> _Records for processing_
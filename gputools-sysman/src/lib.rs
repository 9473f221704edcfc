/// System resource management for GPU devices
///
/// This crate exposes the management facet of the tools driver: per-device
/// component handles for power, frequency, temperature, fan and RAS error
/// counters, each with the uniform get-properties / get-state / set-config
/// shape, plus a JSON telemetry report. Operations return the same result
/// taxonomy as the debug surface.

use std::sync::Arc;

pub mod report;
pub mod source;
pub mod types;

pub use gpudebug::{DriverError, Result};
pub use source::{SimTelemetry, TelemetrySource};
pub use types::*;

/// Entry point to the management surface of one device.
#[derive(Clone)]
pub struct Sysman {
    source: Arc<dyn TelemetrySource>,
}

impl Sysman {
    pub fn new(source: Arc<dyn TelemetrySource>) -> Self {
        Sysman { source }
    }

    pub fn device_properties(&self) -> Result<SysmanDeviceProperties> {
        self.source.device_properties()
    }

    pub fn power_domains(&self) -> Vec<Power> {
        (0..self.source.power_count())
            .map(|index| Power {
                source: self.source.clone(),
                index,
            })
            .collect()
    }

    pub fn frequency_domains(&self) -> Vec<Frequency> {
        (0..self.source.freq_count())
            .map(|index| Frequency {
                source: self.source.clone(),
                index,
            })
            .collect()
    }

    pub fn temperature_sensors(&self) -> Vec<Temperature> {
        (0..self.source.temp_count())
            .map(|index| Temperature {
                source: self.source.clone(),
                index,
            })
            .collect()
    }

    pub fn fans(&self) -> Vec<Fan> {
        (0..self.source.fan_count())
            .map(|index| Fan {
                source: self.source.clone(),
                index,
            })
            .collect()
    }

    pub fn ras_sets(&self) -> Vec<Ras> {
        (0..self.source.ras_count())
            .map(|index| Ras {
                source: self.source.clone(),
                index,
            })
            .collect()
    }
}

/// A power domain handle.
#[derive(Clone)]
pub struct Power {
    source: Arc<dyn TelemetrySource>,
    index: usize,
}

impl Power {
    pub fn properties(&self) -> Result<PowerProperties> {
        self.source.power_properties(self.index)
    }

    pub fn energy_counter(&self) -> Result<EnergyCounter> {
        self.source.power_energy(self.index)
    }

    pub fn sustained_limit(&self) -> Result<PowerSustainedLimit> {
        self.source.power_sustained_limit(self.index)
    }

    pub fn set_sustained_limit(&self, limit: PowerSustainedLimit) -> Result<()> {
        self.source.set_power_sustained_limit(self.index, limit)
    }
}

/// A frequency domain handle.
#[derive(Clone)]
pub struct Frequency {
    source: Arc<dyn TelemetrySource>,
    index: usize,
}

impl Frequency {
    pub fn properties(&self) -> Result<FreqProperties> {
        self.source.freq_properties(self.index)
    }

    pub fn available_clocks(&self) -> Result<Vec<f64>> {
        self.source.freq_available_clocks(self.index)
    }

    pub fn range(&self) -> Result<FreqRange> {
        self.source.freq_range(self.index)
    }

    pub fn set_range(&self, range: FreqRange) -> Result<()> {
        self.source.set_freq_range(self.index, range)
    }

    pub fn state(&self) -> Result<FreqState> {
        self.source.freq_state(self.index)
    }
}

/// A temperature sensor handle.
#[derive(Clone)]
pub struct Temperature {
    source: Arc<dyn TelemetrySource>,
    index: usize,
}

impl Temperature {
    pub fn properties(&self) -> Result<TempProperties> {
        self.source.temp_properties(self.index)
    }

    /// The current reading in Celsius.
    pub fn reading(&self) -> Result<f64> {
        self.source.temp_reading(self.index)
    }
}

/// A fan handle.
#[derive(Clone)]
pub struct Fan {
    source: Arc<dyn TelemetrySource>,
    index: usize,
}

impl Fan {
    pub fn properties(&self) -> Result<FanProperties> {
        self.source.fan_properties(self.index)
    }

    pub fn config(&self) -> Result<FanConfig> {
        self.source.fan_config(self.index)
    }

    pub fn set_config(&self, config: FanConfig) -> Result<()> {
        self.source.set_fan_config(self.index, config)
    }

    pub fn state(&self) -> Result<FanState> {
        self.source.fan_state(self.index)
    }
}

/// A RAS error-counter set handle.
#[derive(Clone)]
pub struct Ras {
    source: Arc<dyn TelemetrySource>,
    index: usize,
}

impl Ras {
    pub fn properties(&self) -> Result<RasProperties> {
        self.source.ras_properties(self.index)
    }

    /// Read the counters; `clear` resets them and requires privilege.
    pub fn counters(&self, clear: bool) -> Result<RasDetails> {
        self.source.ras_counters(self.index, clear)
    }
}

==

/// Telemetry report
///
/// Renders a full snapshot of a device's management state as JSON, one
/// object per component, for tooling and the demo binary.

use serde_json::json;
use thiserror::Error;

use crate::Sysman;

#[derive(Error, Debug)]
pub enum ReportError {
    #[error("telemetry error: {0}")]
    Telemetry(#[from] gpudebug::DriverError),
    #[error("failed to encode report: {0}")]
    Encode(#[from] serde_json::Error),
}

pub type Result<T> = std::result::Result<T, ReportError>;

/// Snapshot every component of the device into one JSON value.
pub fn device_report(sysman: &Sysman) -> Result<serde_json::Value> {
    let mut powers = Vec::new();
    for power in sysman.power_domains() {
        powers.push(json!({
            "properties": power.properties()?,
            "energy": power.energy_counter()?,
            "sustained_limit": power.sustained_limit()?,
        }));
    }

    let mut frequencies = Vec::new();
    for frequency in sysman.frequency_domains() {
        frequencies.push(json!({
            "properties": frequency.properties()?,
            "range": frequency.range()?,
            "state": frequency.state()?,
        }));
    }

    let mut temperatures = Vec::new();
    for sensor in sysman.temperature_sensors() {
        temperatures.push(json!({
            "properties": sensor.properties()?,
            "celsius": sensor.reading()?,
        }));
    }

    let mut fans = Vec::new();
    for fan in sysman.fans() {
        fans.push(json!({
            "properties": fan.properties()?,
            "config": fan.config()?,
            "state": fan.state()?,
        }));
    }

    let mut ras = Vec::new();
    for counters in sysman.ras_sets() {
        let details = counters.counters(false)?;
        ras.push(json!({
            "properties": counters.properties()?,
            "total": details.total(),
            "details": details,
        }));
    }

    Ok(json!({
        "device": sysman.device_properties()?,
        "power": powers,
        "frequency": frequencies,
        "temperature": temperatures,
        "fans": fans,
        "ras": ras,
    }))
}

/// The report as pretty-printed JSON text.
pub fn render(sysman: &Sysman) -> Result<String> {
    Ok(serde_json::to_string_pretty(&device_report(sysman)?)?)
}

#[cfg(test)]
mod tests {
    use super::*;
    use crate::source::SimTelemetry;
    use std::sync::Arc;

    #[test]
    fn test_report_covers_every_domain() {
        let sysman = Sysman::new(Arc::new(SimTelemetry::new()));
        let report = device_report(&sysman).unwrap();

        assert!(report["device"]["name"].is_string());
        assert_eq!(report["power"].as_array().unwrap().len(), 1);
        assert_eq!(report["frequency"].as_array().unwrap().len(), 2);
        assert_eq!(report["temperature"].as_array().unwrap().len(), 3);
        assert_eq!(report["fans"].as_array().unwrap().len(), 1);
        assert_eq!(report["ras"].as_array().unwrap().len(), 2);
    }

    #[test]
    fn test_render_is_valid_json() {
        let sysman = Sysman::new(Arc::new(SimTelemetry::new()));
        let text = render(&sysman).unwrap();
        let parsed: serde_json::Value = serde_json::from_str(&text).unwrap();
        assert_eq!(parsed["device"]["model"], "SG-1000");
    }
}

> _What needs to be done_
Which lines in the records above contain the word "impl"? Copy each one.

> _Answer to the exercise_
impl Sysman {
impl Power {
impl Frequency {
impl Temperature {
impl Fan {
impl Ras {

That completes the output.